Former HealthSouth Corp. chief financial officer Mike Martin was sentenced to one week in prison for his role in the company’s $2.7 billion accounting fraud, according to the Associated Press.
The resentencing hearings for Martin and former HealthSouth senior vice president Richard Botts were held at the behest of the 11th Circuit Court of Appeals, which ruled that U.S. District Judge U.W. Clemon had not sufficiently explained his previous sentencing decisions. Clemon had sentenced Martin to probation.
For his part, Botts received the same sentence he did before: five months of probation, six months of house arrest, and $275,100 in fines and forfeitures. He had pleaded guilty to conspiracy, mail fraud, and falsifying records.
Martin had pleaded guilty to conspiracy, securities fraud, and other counts, according to the AP. He previously received five years of probation, six months of house arrest, a $50,000 fine, and a demand that he forfeit $2.38 million in proceeds. His lawyers had argued for the same sentence, while prosecutors sought a three-and-a-half-year prison sentence.

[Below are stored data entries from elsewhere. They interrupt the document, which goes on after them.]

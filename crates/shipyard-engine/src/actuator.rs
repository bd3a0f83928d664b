//! Resource actuator
//!
//! One check of one resource, in order:
//! 1. find the handler for the resource kind
//! 2. skip when paused, when the handler reports work in progress, or when
//!    the delivery config's promotion check is stale
//! 3. resolve desired and current state concurrently and diff them
//! 4. on a diff: consult vetoes, then create or update through the handler
//! 5. without a diff: record the resource as valid or its delta as resolved
//!
//! Plugin failures end the check with a `ResourceCheckError` or
//! `ResourceCheckUnresolvable` event. Repository failures propagate.

use std::collections::HashMap;
use std::sync::Arc;

use chrono::Duration;
use shipyard_core::{
    Clock, DeliveryArtifact, DeliveryConfig, DeliveryEvent, Environment, EnvironmentArtifactVeto,
    EventPublisher, RepositoryError, Resource, ResourceDiff, ResourceHandler, ResourceKind, Task,
    TaskRecord, TaskStatus, VetoResponse,
};
use tracing::{debug, error, info, warn};

use crate::error::CheckError;
use crate::pause::ActuationPauser;
use crate::repositories::Repositories;
use crate::veto::VetoEnforcer;

/// Identity recorded on vetoes the actuator issues itself
const VETOED_BY: &str = "shipyard";

/// Resource handlers keyed by the kind they support
#[derive(Clone, Default)]
pub struct HandlerRegistry {
    handlers: HashMap<ResourceKind, Arc<dyn ResourceHandler>>,
}

impl HandlerRegistry {
    pub fn new(handlers: impl IntoIterator<Item = Arc<dyn ResourceHandler>>) -> Self {
        let mut registry = Self::default();
        for handler in handlers {
            registry.register(handler);
        }
        registry
    }

    /// Register a handler, replacing any handler for the same kind
    pub fn register(&mut self, handler: Arc<dyn ResourceHandler>) {
        self.handlers.insert(handler.supported_kind(), handler);
    }

    /// Handler owning exactly this kind
    #[inline]
    #[must_use]
    pub fn for_kind(&self, kind: &ResourceKind) -> Option<&Arc<dyn ResourceHandler>> {
        self.handlers.get(kind)
    }

    #[inline]
    #[must_use]
    pub fn len(&self) -> usize {
        self.handlers.len()
    }

    #[inline]
    #[must_use]
    pub fn is_empty(&self) -> bool {
        self.handlers.is_empty()
    }
}

/// Reconciles resources through their handlers
pub struct ResourceActuator {
    repositories: Repositories,
    handlers: HandlerRegistry,
    pauser: Arc<ActuationPauser>,
    vetoes: VetoEnforcer,
    publisher: Arc<dyn EventPublisher>,
    clock: Arc<dyn Clock>,
    stale_after: Duration,
}

impl ResourceActuator {
    pub fn new(
        repositories: Repositories,
        handlers: HandlerRegistry,
        pauser: Arc<ActuationPauser>,
        vetoes: VetoEnforcer,
        publisher: Arc<dyn EventPublisher>,
        clock: Arc<dyn Clock>,
    ) -> Self {
        Self {
            repositories,
            handlers,
            pauser,
            vetoes,
            publisher,
            clock,
            stale_after: Duration::minutes(5),
        }
    }

    /// With the age past which a promotion check counts as stale
    #[inline]
    #[must_use]
    pub fn with_stale_after(mut self, stale_after: Duration) -> Self {
        self.stale_after = stale_after;
        self
    }

    #[inline]
    #[must_use]
    pub fn handlers(&self) -> &HandlerRegistry {
        &self.handlers
    }

    /// Check one resource
    ///
    /// Only repository failures are returned; everything else is reported
    /// as an event.
    pub async fn check_resource(&self, resource: &Resource) -> Result<(), RepositoryError> {
        match self.check(resource).await {
            Ok(()) => Ok(()),
            Err(CheckError::Repository(e)) => Err(e),
            Err(e) if e.is_transient() => {
                warn!("{} is currently unresolvable: {}", resource.id, e);
                self.emit(DeliveryEvent::ResourceCheckUnresolvable {
                    resource: resource.into(),
                    message: e.to_string(),
                    at: self.clock.now(),
                })
                .await
            }
            Err(e) => {
                error!("check of {} failed: {}", resource.id, e);
                self.emit(DeliveryEvent::ResourceCheckError {
                    resource: resource.into(),
                    error_type: e.error_type().to_string(),
                    error_class: e.class(),
                    message: e.to_string(),
                    at: self.clock.now(),
                })
                .await
            }
        }
    }

    async fn check(&self, resource: &Resource) -> Result<(), CheckError> {
        let handler = self
            .handlers
            .for_kind(&resource.kind)
            .ok_or_else(|| CheckError::NoHandler {
                kind: resource.kind.clone(),
            })?;
        let config = self
            .repositories
            .delivery_configs
            .delivery_config_for_resource(&resource.id)
            .await?;
        let environment = config
            .environment_of_resource(&resource.id)
            .ok_or_else(|| CheckError::EnvironmentNotFound {
                id: resource.id.clone(),
                config: config.name.clone(),
            })?;

        if self.pauser.is_paused(resource).await? {
            return self.skip(resource, "ActuationPaused").await;
        }
        let in_progress = handler
            .actuation_in_progress(resource)
            .await
            .map_err(|source| CheckError::Resolution {
                id: resource.id.clone(),
                source,
            })?;
        if in_progress {
            return self.skip(resource, "ActuationInProgress").await;
        }
        let last_checked = self
            .repositories
            .delivery_configs
            .delivery_config_last_checked(&config.name)
            .await?;
        let now = self.clock.now();
        if last_checked.map_or(true, |at| now.signed_duration_since(at) > self.stale_after) {
            debug!("promotion check of {} is stale, skipping {}", config.name, resource.id);
            return self.skip(resource, "PromotionCheckStale").await;
        }

        let (desired, current) = tokio::join!(handler.desired(resource), handler.current(resource));
        let resolution = |source| CheckError::Resolution {
            id: resource.id.clone(),
            source,
        };
        let diff = ResourceDiff::new(desired.map_err(resolution)?, current.map_err(resolution)?);

        let fingerprints = &self.repositories.diff_fingerprints;
        if diff.has_changes() {
            fingerprints.store(&resource.id, &diff).await?;
            self.actuate(handler.as_ref(), &config, environment, resource, &diff).await
        } else {
            fingerprints.clear(&resource.id).await?;
            self.converged(handler.as_ref(), &config, environment, resource, &diff).await
        }
    }

    async fn actuate(
        &self,
        handler: &dyn ResourceHandler,
        config: &DeliveryConfig,
        environment: &Environment,
        resource: &Resource,
        diff: &ResourceDiff,
    ) -> Result<(), CheckError> {
        let response = self.vetoes.can_check(resource).await?;
        if !response.allowed {
            info!("actuation of {} vetoed by {}", resource.id, response.veto_name);
            if response.veto_artifact {
                self.veto_artifact(handler, config, environment, resource, diff, &response)
                    .await;
            }
            self.skip(resource, &response.veto_name).await?;
            self.emit(DeliveryEvent::ResourceActuationVetoed {
                resource: resource.into(),
                reason: response.message,
                veto_name: response.veto_name,
                suggested_status: response.suggested_status,
                at: self.clock.now(),
            })
            .await?;
            return Ok(());
        }

        let actuation = |source| CheckError::Actuation {
            id: resource.id.clone(),
            source,
        };
        let decision = handler
            .will_take_action(resource, diff)
            .await
            .map_err(actuation)?;
        if !decision.will_act {
            self.emit(self.delta_event(resource, diff)).await?;
            debug!("{} declined to act on {}", handler.name(), resource.id);
            self.emit(DeliveryEvent::ResourceDiffNotActionable {
                resource: resource.into(),
                message: decision.message,
                at: self.clock.now(),
            })
            .await?;
            return Ok(());
        }

        self.emit(self.delta_event(resource, diff)).await?;
        let tasks = if diff.is_missing() {
            info!("creating {}", resource.id);
            handler.create(resource, diff).await.map_err(actuation)?
        } else {
            info!("updating {}", resource.id);
            let tasks = handler.update(resource, diff).await.map_err(actuation)?;
            if tasks.is_empty() {
                return Ok(());
            }
            tasks
        };
        self.launched(handler, config, environment, resource, diff, tasks).await
    }

    async fn launched(
        &self,
        handler: &dyn ResourceHandler,
        config: &DeliveryConfig,
        environment: &Environment,
        resource: &Resource,
        diff: &ResourceDiff,
        tasks: Vec<Task>,
    ) -> Result<(), CheckError> {
        let now = self.clock.now();
        let version = handler.artifact_version(diff.desired());
        for task in &tasks {
            self.repositories
                .tasks
                .store(TaskRecord {
                    id: task.id.clone(),
                    name: task.name.clone(),
                    resource_id: resource.id.clone(),
                    application: resource.application.clone(),
                    environment_name: environment.name.clone(),
                    artifact_version: version.clone(),
                    started_at: now,
                    status: TaskStatus::Running,
                })
                .await?;
        }
        self.repositories
            .diff_fingerprints
            .mark_action_taken(&resource.id)
            .await?;
        self.emit(DeliveryEvent::ResourceActuationLaunched {
            resource: resource.into(),
            plugin: handler.name().to_string(),
            tasks,
            at: now,
        })
        .await?;

        if let (Some(version), Some(artifact)) = (version, artifact_of(config, resource)) {
            self.repositories
                .artifacts
                .mark_as_deploying_to(config, artifact, &version, &environment.name)
                .await?;
        }
        Ok(())
    }

    async fn converged(
        &self,
        handler: &dyn ResourceHandler,
        config: &DeliveryConfig,
        environment: &Environment,
        resource: &Resource,
        diff: &ResourceDiff,
    ) -> Result<(), CheckError> {
        if let (Some(version), Some(artifact)) =
            (handler.artifact_version(diff.desired()), artifact_of(config, resource))
        {
            self.repositories
                .artifacts
                .mark_as_successfully_deployed_to(config, artifact, &version, &environment.name)
                .await?;
        }

        let last = self.repositories.resources.last_event(&resource.id).await?;
        let event = match last {
            Some(DeliveryEvent::ResourceActuationLaunched { .. }) => None,
            Some(
                DeliveryEvent::ResourceDeltaDetected { .. }
                | DeliveryEvent::ResourceTaskSucceeded { .. }
                | DeliveryEvent::ResourceTaskFailed { .. },
            ) => Some(DeliveryEvent::ResourceDeltaResolved {
                resource: resource.into(),
                at: self.clock.now(),
            }),
            Some(DeliveryEvent::ResourceValid { .. } | DeliveryEvent::ResourceDeltaResolved { .. }) => None,
            _ => Some(DeliveryEvent::ResourceValid {
                resource: resource.into(),
                at: self.clock.now(),
            }),
        };
        if let Some(event) = event {
            self.emit(event).await?;
        }
        Ok(())
    }

    /// Veto the version being deployed unless it ever succeeded here
    ///
    /// Failures are logged; the resource veto still applies.
    async fn veto_artifact(
        &self,
        handler: &dyn ResourceHandler,
        config: &DeliveryConfig,
        environment: &Environment,
        resource: &Resource,
        diff: &ResourceDiff,
        response: &VetoResponse,
    ) {
        let Some(version) = handler.artifact_version(diff.desired()) else {
            return;
        };
        let Some(artifact) = artifact_of(config, resource) else {
            return;
        };
        let artifacts = &self.repositories.artifacts;

        match artifacts
            .was_successfully_deployed_to(config, artifact, &version, &environment.name)
            .await
        {
            Ok(true) => {
                debug!(
                    "{} {} was deployed to {} before, not vetoing it",
                    artifact, version, environment.name
                );
                return;
            }
            Ok(false) => {}
            Err(e) => {
                warn!("unable to look up deployments of {} {}: {}", artifact, version, e);
                return;
            }
        }

        let veto = EnvironmentArtifactVeto {
            target_environment: environment.name.clone(),
            reference: artifact.reference.clone(),
            version: version.clone(),
            vetoed_by: VETOED_BY.to_string(),
            comment: response.message.clone(),
        };
        match artifacts.mark_as_vetoed_in(config, &veto, false).await {
            Ok(true) => {
                info!(
                    "vetoed {} {} in {}/{} after {} blocked {}",
                    artifact, version, config.name, environment.name, response.veto_name, resource.id
                );
                self.publisher.publish(DeliveryEvent::ArtifactVersionVetoed {
                    application: config.application.clone(),
                    delivery_config_name: config.name.clone(),
                    environment_name: environment.name.clone(),
                    artifact_reference: artifact.reference.clone(),
                    version,
                    vetoed_by: VETOED_BY.to_string(),
                    at: self.clock.now(),
                });
            }
            Ok(false) => debug!("veto of {} {} in {} refused", artifact, version, environment.name),
            Err(e) => warn!("unable to veto {} {}: {}", artifact, version, e),
        }
    }

    fn delta_event(&self, resource: &Resource, diff: &ResourceDiff) -> DeliveryEvent {
        if diff.is_missing() {
            DeliveryEvent::ResourceMissing {
                resource: resource.into(),
                at: self.clock.now(),
            }
        } else {
            DeliveryEvent::ResourceDeltaDetected {
                resource: resource.into(),
                delta: diff.delta_json(),
                at: self.clock.now(),
            }
        }
    }

    async fn skip(&self, resource: &Resource, reason: &str) -> Result<(), CheckError> {
        debug!("skipping {}: {}", resource.id, reason);
        self.emit(DeliveryEvent::ResourceCheckSkipped {
            resource: resource.into(),
            reason: reason.to_string(),
            at: self.clock.now(),
        })
        .await?;
        Ok(())
    }

    /// Append to history when applicable, then publish
    async fn emit(&self, event: DeliveryEvent) -> Result<(), RepositoryError> {
        if event.is_history_event() {
            self.repositories.resources.append_history(&event).await?;
        }
        self.publisher.publish(event);
        Ok(())
    }
}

Martin is now the third former HealthSouth executive sentenced to prison, according to the report. Altogether, 15 former HealthSouth employees have pleaded guilty. Last month, former finance chief Aaron Beam was sentenced to three months in prison, and former assistant controller Emery Harris served five months, according to the AP.
Clemon said Martin would have gotten a stiffer penalty if not for “substantial assistance” to prosecutors, including testimony against former HealthSouth CEO Richard Scrushy, according to the report.
Noting the fact that the sentence was stiffened the second time around, Clemon told defense attorney Mark Hulkower that “the court from time to time changes its mind.”
But the judge gave Martin credit for not taking part in the fraud at the beginning and for having tried to talk Scrushy, his former boss, into ending the scheme before quitting the company, the AP noted. Scrushy was ultimately acquitted for his alleged role in the accounting fraud.